▸ **TASK ITEM**
What lines in the records below hold the string "CatalogEntry"? Please show them.

========

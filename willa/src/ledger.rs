//! The booking ledger: admission and listing.
//!
//! `submit` is the only way a booking comes into existence. The four
//! admission checks run in a fixed order and the first failing check wins:
//!
//! 1. an authenticated principal must be present,
//! 2. the referenced item must exist in the catalog,
//! 3. the start date must be strictly before the end date,
//! 4. the dates must not overlap an occupying booking for the same item.
//!
//! The fourth check and the insert are atomic (see
//! [`Database::insert_booking`]); storage failures propagate as
//! [`Error::Database`](crate::Error::Database), never disguised as one of
//! the four rejections.

use crate::catalog::Catalog;
use crate::database::Database;
use crate::error::{Error, Result};
use crate::{Booking, BookingProposal, DateRange, Principal};

/// The booking admission and listing surface.
///
/// Borrows the storage layer mutably and a catalog collaborator; both the
/// principal and the catalog are passed in explicitly rather than read
/// from ambient state.
///
/// # Examples
///
/// ```no_run
/// use chrono::NaiveDate;
/// use willa::database::{Database, DatabaseConfig};
/// use willa::{BookingProposal, ItemKind, Ledger, Principal};
///
/// let mut db = Database::open(DatabaseConfig::new("/tmp/willa.db")).unwrap();
/// let room = db.add_catalog_item(ItemKind::Room, "101").unwrap();
/// let catalog = db.load_catalog().unwrap();
///
/// let guest = Principal::new("guest").unwrap();
/// let proposal = BookingProposal::new(
///     room.item,
///     NaiveDate::from_ymd_opt(2026, 9, 5).unwrap(),
///     NaiveDate::from_ymd_opt(2026, 9, 8).unwrap(),
/// );
///
/// let mut ledger = Ledger::new(&mut db, &catalog);
/// let booking = ledger.submit(Some(&guest), &proposal).unwrap();
/// println!("booked #{}", booking.id());
/// ```
pub struct Ledger<'a, C: Catalog> {
    db: &'a mut Database,
    catalog: &'a C,
}

impl<'a, C: Catalog> Ledger<'a, C> {
    /// Creates a ledger over a database and a catalog collaborator.
    #[must_use]
    pub fn new(db: &'a mut Database, catalog: &'a C) -> Self {
        Self { db, catalog }
    }

    /// Runs the admission check and persists the booking on acceptance.
    ///
    /// Accepted bookings are created with status pending and a guest count
    /// defaulting to 1 when the proposal leaves it unspecified. The
    /// returned record carries the assigned id and timestamps.
    ///
    /// # Errors
    ///
    /// Returns the first failing admission check:
    /// `AuthenticationRequired`, `ItemNotFound`, `InvalidDateRange`, or
    /// `DateRangeUnavailable`; `Validation` for a zero guest count; or a
    /// `Database` error on storage failure.
    pub fn submit(
        &mut self,
        principal: Option<&Principal>,
        proposal: &BookingProposal,
    ) -> Result<Booking> {
        let Some(principal) = principal else {
            return Err(Error::AuthenticationRequired);
        };

        if !self.catalog.exists(proposal.item) {
            return Err(Error::ItemNotFound {
                item: proposal.item,
            });
        }

        let range = DateRange::new(proposal.start, proposal.end)?;

        let guests = proposal.guests.unwrap_or(1);
        if guests == 0 {
            return Err(Error::Validation {
                field: "guests".into(),
                message: "guest count must be a positive integer".into(),
            });
        }

        let booking = self.db.insert_booking(
            principal.id(),
            proposal.item,
            range,
            guests,
            &proposal.notes,
        )?;

        log::debug!(
            "admitted booking {} for {} on {}",
            booking.id(),
            principal.id(),
            booking.item()
        );
        Ok(booking)
    }

    /// Lists bookings visible to the principal, newest first.
    ///
    /// A privileged principal sees every booking; anyone else sees only
    /// their own. Ordering is by creation time descending. Paging is a
    /// presentation concern and not offered here.
    ///
    /// # Errors
    ///
    /// Returns an error if the query fails.
    pub fn list(&self, principal: &Principal) -> Result<Vec<Booking>> {
        if principal.is_privileged() {
            self.db.list_all_bookings()
        } else {
            self.db.list_bookings_for_owner(principal.id())
        }
    }
}

#[cfg(test)]
mod tests {
    use super::*;
    use crate::catalog::{CatalogEntry, InMemoryCatalog};
    use crate::database::test_util::{create_test_database, date, room};
    use crate::{BookingStatus, ItemId, ItemKind, ItemRef};

    fn test_catalog() -> InMemoryCatalog {
        let mut catalog = InMemoryCatalog::new();
        catalog.insert(CatalogEntry::named(room(1), "101"));
        catalog.insert(CatalogEntry::named(room(2), "102"));
        catalog.insert(CatalogEntry::named(
            ItemRef::new(ItemKind::Table, ItemId::try_from(1u32).unwrap()),
            "Bay window",
        ));
        catalog
    }

    fn guest() -> Principal {
        Principal::new("guest").unwrap()
    }

    #[test]
    fn test_submit_requires_principal() {
        let mut db = create_test_database();
        let catalog = test_catalog();
        let proposal = BookingProposal::new(room(1), date(5), date(8));

        let err = Ledger::new(&mut db, &catalog)
            .submit(None, &proposal)
            .unwrap_err();
        assert!(matches!(err, Error::AuthenticationRequired));
    }

    #[test]
    fn test_submit_unknown_item() {
        let mut db = create_test_database();
        let catalog = test_catalog();
        let proposal = BookingProposal::new(room(9), date(5), date(8));

        let err = Ledger::new(&mut db, &catalog)
            .submit(Some(&guest()), &proposal)
            .unwrap_err();
        assert!(matches!(err, Error::ItemNotFound { .. }));
    }

    #[test]
    fn test_item_check_precedes_date_check() {
        let mut db = create_test_database();
        let catalog = test_catalog();
        // Both the item and the dates are bad; the item check wins.
        let proposal = BookingProposal::new(room(9), date(8), date(5));

        let err = Ledger::new(&mut db, &catalog)
            .submit(Some(&guest()), &proposal)
            .unwrap_err();
        assert!(matches!(err, Error::ItemNotFound { .. }));
    }

    #[test]
    fn test_submit_empty_range_rejected() {
        let mut db = create_test_database();
        let catalog = test_catalog();
        let proposal = BookingProposal::new(room(1), date(5), date(5));

        let err = Ledger::new(&mut db, &catalog)
            .submit(Some(&guest()), &proposal)
            .unwrap_err();
        assert!(matches!(err, Error::InvalidDateRange { .. }));
    }

    #[test]
    fn test_submit_defaults_guests_to_one() {
        let mut db = create_test_database();
        let catalog = test_catalog();
        let proposal = BookingProposal::new(room(1), date(5), date(8));

        let booking = Ledger::new(&mut db, &catalog)
            .submit(Some(&guest()), &proposal)
            .unwrap();
        assert_eq!(booking.guests(), 1);
        assert_eq!(booking.status(), BookingStatus::Pending);
        assert_eq!(booking.owner(), "guest");
    }

    #[test]
    fn test_submit_rejects_zero_guests() {
        let mut db = create_test_database();
        let catalog = test_catalog();
        let proposal = BookingProposal::new(room(1), date(5), date(8)).with_guests(Some(0));

        let err = Ledger::new(&mut db, &catalog)
            .submit(Some(&guest()), &proposal)
            .unwrap_err();
        assert!(matches!(err, Error::Validation { ref field, .. } if field == "guests"));
    }

    #[test]
    fn test_duplicate_submission_rejected() {
        let mut db = create_test_database();
        let catalog = test_catalog();
        let proposal = BookingProposal::new(room(1), date(5), date(8));
        let mut ledger = Ledger::new(&mut db, &catalog);

        ledger.submit(Some(&guest()), &proposal).unwrap();
        let err = ledger.submit(Some(&guest()), &proposal).unwrap_err();
        assert!(matches!(err, Error::DateRangeUnavailable { .. }));
    }

    #[test]
    fn test_adjacent_ranges_accepted() {
        let mut db = create_test_database();
        let catalog = test_catalog();
        let mut ledger = Ledger::new(&mut db, &catalog);

        ledger
            .submit(Some(&guest()), &BookingProposal::new(room(1), date(5), date(8)))
            .unwrap();

        // Contained range collides.
        let err = ledger
            .submit(Some(&guest()), &BookingProposal::new(room(1), date(6), date(7)))
            .unwrap_err();
        assert!(matches!(err, Error::DateRangeUnavailable { .. }));

        // Checkout day is free for the next arrival.
        ledger
            .submit(Some(&guest()), &BookingProposal::new(room(1), date(8), date(10)))
            .unwrap();
    }

    #[test]
    fn test_same_dates_different_items_accepted() {
        let mut db = create_test_database();
        let catalog = test_catalog();
        let mut ledger = Ledger::new(&mut db, &catalog);

        ledger
            .submit(Some(&guest()), &BookingProposal::new(room(1), date(5), date(8)))
            .unwrap();
        ledger
            .submit(Some(&guest()), &BookingProposal::new(room(2), date(5), date(8)))
            .unwrap();
        let table = ItemRef::new(ItemKind::Table, ItemId::try_from(1u32).unwrap());
        ledger
            .submit(Some(&guest()), &BookingProposal::new(table, date(5), date(8)))
            .unwrap();
    }

    #[test]
    fn test_list_scopes_to_owner() {
        let mut db = create_test_database();
        let catalog = test_catalog();
        let alice = Principal::new("alice").unwrap();
        let bob = Principal::new("bob").unwrap();
        let admin = Principal::new("admin").unwrap().privileged();

        {
            let mut ledger = Ledger::new(&mut db, &catalog);
            ledger
                .submit(Some(&alice), &BookingProposal::new(room(1), date(1), date(2)))
                .unwrap();
            ledger
                .submit(Some(&bob), &BookingProposal::new(room(1), date(2), date(3)))
                .unwrap();
        }

        let ledger = Ledger::new(&mut db, &catalog);
        assert_eq!(ledger.list(&alice).unwrap().len(), 1);
        assert_eq!(ledger.list(&bob).unwrap().len(), 1);

        let all = ledger.list(&admin).unwrap();
        assert_eq!(all.len(), 2);
        // Newest first.
        assert!(all[0].id() > all[1].id());
    }
}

========

▸ **PROBLEM SOLUTION**
    use crate::catalog::{CatalogEntry, InMemoryCatalog};
        catalog.insert(CatalogEntry::named(room(1), "101"));
        catalog.insert(CatalogEntry::named(room(2), "102"));
        catalog.insert(CatalogEntry::named(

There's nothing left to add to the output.